The fact that the two most-watched non-football sportscasts since sports restarted during the COVID-19 pandemic are the Baylor-Gonzaga title game of the 2021 NCAA Tournament (16.92 million viewers) and the Gonzaga-UCLA national semifinal that preceded it (14.94 million viewers) suggests college basketball isn't as dead as some insist. Give the people compelling matchups, and they'll watch. But, unfortunately, coaches too often shy away from quality opponents in the non-league portion of their schedules and instead stack wins via total mismatches that are uninteresting way more often than not.
I get it, I guess.
But the number of irrelevant games played each November and December is a real drag on the sport, which is why what Gonzaga and UCLA are trying to do is refreshing and, hopefully, the continuation of a growing trend. Remember, Gonzaga and Baylor did this last offseason when it appeared likely that the Zags and Bears would be preseason No. 1 and No. 2, respectively. They scheduled a non-league game against each other. The showdown, as you likely know, was ultimately canceled just hours before tip-off because of COVID issues. But that doesn't change the fact that the game was made with a purpose for CBS.
Now Gonzaga is trying to do it again.
The Bruins and Zags are No. 1 and No. 2 in the 2021-22 CBS Sports Preseason Top 25 And 1, meaning this could very well be a made-for-TV No. 1 vs. No. 2 matchup. Assuming Johnny Juzang is back at UCLA, casual fans would recognize him. Assuming Drew Timme is back at Gonzaga, casual fans would recognize him. The build-up would be fun. The atmosphere could be outstanding. Like Cronin said: it really might be the most-watched regular-season game, something that registers even in the middle of football season.

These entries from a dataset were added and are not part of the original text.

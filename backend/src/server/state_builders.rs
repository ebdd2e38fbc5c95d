//! Adapter selection and service wiring.
//!
//! The OpenWeather key is mandatory. Redis and PostgreSQL have in-process
//! fallbacks so the gateway starts without them; each fallback is logged at
//! `warn`.

use std::sync::Arc;

use color_eyre::eyre::{Result, WrapErr};
use mockable::DefaultClock;
use tracing::{info, warn};

use weather_gateway::domain::ports::{
    FavouriteLocationRepository, FixtureFavouriteLocationRepository,
    FixtureUserAccountRepository, UserAccountRepository, WeatherCache, WeatherSource,
};
use weather_gateway::domain::{
    AccountService, FavouriteForecastRefresher, FavouriteForecastRefresherPorts,
    FavouriteLocationsService, WeatherCachePolicy, WeatherService,
};
use weather_gateway::inbound::http::state::HttpState;
use weather_gateway::outbound::cache::{InMemoryWeatherCache, RedisWeatherCache};
use weather_gateway::outbound::openweather::OpenWeatherHttpSource;
use weather_gateway::outbound::password::Argon2PasswordHasher;
use weather_gateway::outbound::persistence::{
    DbPool, DieselFavouriteLocationRepository, DieselUserAccountRepository, PoolConfig,
};
use weather_gateway::settings::GatewaySettings;

const REDIS_POOL_SIZE: u32 = 16;

/// Adapters chosen for the configured infrastructure.
pub struct Adapters {
    pub cache: Arc<dyn WeatherCache>,
    pub source: Arc<dyn WeatherSource>,
    pub favourites: Arc<dyn FavouriteLocationRepository>,
    pub accounts: Arc<dyn UserAccountRepository>,
}

async fn build_cache(settings: &GatewaySettings) -> Result<Arc<dyn WeatherCache>> {
    match settings.redis_url.as_deref() {
        Some(url) => {
            let cache = RedisWeatherCache::connect(url, REDIS_POOL_SIZE)
                .await
                .wrap_err("failed to create Redis pool")?;
            info!("using Redis weather cache");
            Ok(Arc::new(cache))
        }
        None => {
            warn!("WEATHER_REDIS_URL not set; using in-memory weather cache");
            Ok(Arc::new(InMemoryWeatherCache::new(Arc::new(DefaultClock))))
        }
    }
}

fn build_source(settings: &GatewaySettings) -> Result<Arc<dyn WeatherSource>> {
    let config = settings.openweather()?;
    info!(base_url = %config.base_url, "using OpenWeather source");
    let source =
        OpenWeatherHttpSource::new(config).wrap_err("failed to build OpenWeather client")?;
    Ok(Arc::new(source))
}

/// Favourites and accounts share one pool.
async fn build_stores(
    settings: &GatewaySettings,
) -> Result<(
    Arc<dyn FavouriteLocationRepository>,
    Arc<dyn UserAccountRepository>,
)> {
    match settings.database_url.as_deref() {
        Some(url) => {
            let pool = DbPool::new(PoolConfig::new(url))
                .await
                .wrap_err("failed to create database pool")?;
            info!("using PostgreSQL favourites and account store");
            Ok((
                Arc::new(DieselFavouriteLocationRepository::new(pool.clone())),
                Arc::new(DieselUserAccountRepository::new(pool)),
            ))
        }
        None => {
            warn!("WEATHER_DATABASE_URL not set; favourites and accounts are unavailable");
            Ok((
                Arc::new(FixtureFavouriteLocationRepository),
                Arc::new(FixtureUserAccountRepository),
            ))
        }
    }
}

pub async fn build_adapters(settings: &GatewaySettings) -> Result<Adapters> {
    let source = build_source(settings)?;
    let (favourites, accounts) = build_stores(settings).await?;
    Ok(Adapters {
        cache: build_cache(settings).await?,
        source,
        favourites,
        accounts,
    })
}

/// HTTP state plus the refresher sharing the same weather service.
pub fn build_services(
    adapters: Adapters,
    policy: WeatherCachePolicy,
) -> (HttpState, Arc<FavouriteForecastRefresher>) {
    let Adapters {
        cache,
        source,
        favourites,
        accounts,
    } = adapters;
    let weather = Arc::new(WeatherService::new(cache.clone(), source, policy));
    let refresher = FavouriteForecastRefresher::new(
        FavouriteForecastRefresherPorts {
            weather: weather.clone(),
            favourites: favourites.clone(),
            cache,
        },
        policy,
    );
    let http_state = HttpState::new(
        weather,
        Arc::new(FavouriteLocationsService::new(favourites)),
        Arc::new(AccountService::new(
            accounts,
            Arc::new(Argon2PasswordHasher::default()),
        )),
    );
    (http_state, Arc::new(refresher))
}
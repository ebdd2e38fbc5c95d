//! Correlation identifier shared by logs and error payloads.
//!
//! HTTP requests and scheduled refresh runs each execute inside a
//! [`TraceId::scope`], so an [`Error`](super::Error) raised anywhere below
//! them picks the identifier up without it being passed around. Tokio
//! task-locals are not inherited by spawned tasks.

use std::fmt;
use std::future::Future;

use tokio::task_local;
use uuid::Uuid;

/// Header used both to accept a caller's identifier and to echo ours back.
pub const TRACE_ID_HEADER: &str = "trace-id";

task_local! {
    static CURRENT: TraceId;
}

/// UUID identifying one request or one refresh run.
///
/// # Examples
/// ```
/// use weather_gateway::domain::TraceId;
///
/// # tokio::runtime::Runtime::new().unwrap().block_on(async {
/// let id = TraceId::from_header("6f1c2a3b-4d5e-4f60-8a7b-9c0d1e2f3a4b").expect("uuid");
/// assert_eq!(TraceId::scope(id, async { TraceId::current() }).await, Some(id));
/// assert_eq!(TraceId::current(), None);
/// # });
/// ```
#[derive(Debug, Clone, Copy, PartialEq, Eq, Hash)]
pub struct TraceId(Uuid);

impl TraceId {
    /// Mint a fresh random identifier.
    #[must_use]
    pub fn generate() -> Self {
        Self(Uuid::new_v4())
    }

    #[must_use]
    pub fn from_uuid(uuid: Uuid) -> Self {
        Self(uuid)
    }

    /// Accept an identifier supplied by a caller. Anything that is not a UUID
    /// is ignored.
    #[must_use]
    pub fn from_header(raw: &str) -> Option<Self> {
        Uuid::parse_str(raw.trim()).ok().map(Self)
    }

    /// Identifier of the enclosing scope, if any.
    #[must_use]
    pub fn current() -> Option<Self> {
        CURRENT.try_with(|id| *id).ok()
    }

    #[must_use]
    pub fn as_uuid(&self) -> &Uuid {
        &self.0
    }

    /// Run `fut` with `trace_id` as the current identifier.
    pub async fn scope<Fut>(trace_id: TraceId, fut: Fut) -> Fut::Output
    where
        Fut: Future,
    {
        CURRENT.scope(trace_id, fut).await
    }
}

impl fmt::Display for TraceId {
    fn fmt(&self, f: &mut fmt::Formatter<'_>) -> fmt::Result {
        self.0.hyphenated().fmt(f)
    }
}
//! HTTP server assembly: session cookie, throttling, routes and health checks.

mod config;
mod state_builders;

pub use config::ServerConfig;
pub use state_builders::{build_adapters, build_services};

use std::num::NonZeroU32;
use std::time::Duration;

use actix_session::config::{CookieContentSecurity, PersistentSession};
use actix_session::storage::CookieSessionStore;
use actix_session::SessionMiddleware;
use actix_web::cookie::time::Duration as CookieDuration;
use actix_web::cookie::{Key, SameSite};
use actix_web::dev::{Server, ServiceFactory, ServiceRequest, ServiceResponse};
use actix_web::{App, HttpServer, Scope, web};
#[cfg(debug_assertions)]
use utoipa::OpenApi;
#[cfg(debug_assertions)]
use utoipa_swagger_ui::SwaggerUi;
#[cfg(debug_assertions)]
use weather_gateway::doc::ApiDoc;
use weather_gateway::inbound::graphql::{GatewaySchema, build_schema, graphql_resource};
use weather_gateway::inbound::http::auth::{login, logout, signup};
use weather_gateway::inbound::http::health::{HealthState, live, ready};
use weather_gateway::inbound::http::locations::{add_location, delete_location, list_locations};
use weather_gateway::inbound::http::state::HttpState;
use weather_gateway::inbound::http::weather::{current_weather, forecast};
use weather_gateway::middleware::{Throttle, ThrottlePolicy};
use weather_gateway::Trace;

/// Name and lifetime of the cookie set at signup or login.
const SESSION_COOKIE: &str = "session";
const SESSION_TTL_HOURS: i64 = 2;

/// Signup and login attempts per client, on top of the global throttle.
const AUTH_ATTEMPTS_PER_HOUR: NonZeroU32 = match NonZeroU32::new(6) {
    Some(attempts) => attempts,
    None => NonZeroU32::MIN,
};
const ONE_HOUR: Duration = Duration::from_secs(60 * 60);

/// Cookie parameters shared by every worker.
#[derive(Clone)]
struct SessionCookie {
    key: Key,
    secure: bool,
    same_site: SameSite,
}

fn session_middleware(cookie: SessionCookie) -> SessionMiddleware<CookieSessionStore> {
    SessionMiddleware::builder(CookieSessionStore::default(), cookie.key)
        .cookie_name(SESSION_COOKIE.into())
        .cookie_path("/".into())
        .cookie_secure(cookie.secure)
        .cookie_http_only(true)
        .cookie_content_security(CookieContentSecurity::Private)
        .cookie_same_site(cookie.same_site)
        .session_lifecycle(
            PersistentSession::default().session_ttl(CookieDuration::hours(SESSION_TTL_HOURS)),
        )
        .build()
}

/// Limiters shared by every worker.
#[derive(Clone)]
struct Throttles {
    global: Throttle,
    auth: Throttle,
}

impl Throttles {
    fn new(policy: ThrottlePolicy) -> Self {
        Self {
            global: Throttle::new(policy),
            auth: Throttle::new(ThrottlePolicy::new(AUTH_ATTEMPTS_PER_HOUR, ONE_HOUR)),
        }
    }
}

/// Versioned API routes. Weather routes are public, location routes check the
/// session themselves.
fn api_scope(auth_throttle: Throttle) -> Scope {
    // `forecast` first, otherwise "/weather/forecast/x" never matches.
    web::scope("/api/v1")
        .service(
            web::scope("/auth")
                .wrap(auth_throttle)
                .service(signup)
                .service(login)
                .service(logout),
        )
        .service(forecast)
        .service(current_weather)
        .service(add_location)
        .service(list_locations)
        .service(delete_location)
}

fn build_app(
    health_state: web::Data<HealthState>,
    http_state: web::Data<HttpState>,
    schema: web::Data<GatewaySchema>,
    cookie: SessionCookie,
    throttles: Throttles,
) -> App<
    impl ServiceFactory<
        ServiceRequest,
        Config = (),
        Response = ServiceResponse,
        Error = actix_web::Error,
        InitError = (),
    >,
> {
    let app = App::new()
        .app_data(health_state)
        .app_data(http_state)
        .app_data(schema)
        .wrap(Trace)
        .service(
            api_scope(throttles.auth)
                .wrap(session_middleware(cookie.clone()))
                .wrap(throttles.global.clone()),
        )
        .service(
            graphql_resource()
                .wrap(session_middleware(cookie))
                .wrap(throttles.global),
        )
        .service(ready)
        .service(live);

    #[cfg(debug_assertions)]
    let app = app.service(SwaggerUi::new("/docs").url("/api-docs/openapi.json", ApiDoc::openapi()));

    app
}

/// Bind the gateway's HTTP server and flag it as ready.
///
/// # Errors
/// Returns the [`std::io::Error`] raised when the address cannot be bound.
pub fn create_server(
    health_state: web::Data<HealthState>,
    http_state: HttpState,
    config: ServerConfig,
) -> std::io::Result<Server> {
    let schema = web::Data::new(build_schema(http_state.clone()));
    let http_state = web::Data::new(http_state);
    let throttles = Throttles::new(config.throttle);
    let bind_addr = config.bind_addr();
    let cookie = SessionCookie {
        key: config.key,
        secure: config.cookie_secure,
        same_site: config.same_site,
    };

    let health = health_state.clone();
    let server = HttpServer::new(move || {
        build_app(
            health.clone(),
            http_state.clone(),
            schema.clone(),
            cookie.clone(),
            throttles.clone(),
        )
    })
    .bind(bind_addr)?
    .run();

    health_state.mark_ready();
    Ok(server)
}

And, again, there's no real downside.
If you win the game, it's a massive victory. If you lose it, so what? This isn't college football where an early loss can prevent you from having a chance to win a national championship. In this sport, any early loss is merely a small bump in the road on the way to the destination, and often not even that. So given the fact we learned this past season that games can be scheduled literally in a matter of days, totally on the fly, it would be awesome if, going forward, more coaches with reason to believe they're going to have excellent teams held a spot or two open on their schedules and then paired with other perceived excellent teams to create high-profile college basketball games worth watching in November and December.
We have some right now.
But, inarguably, we could definitely use some more.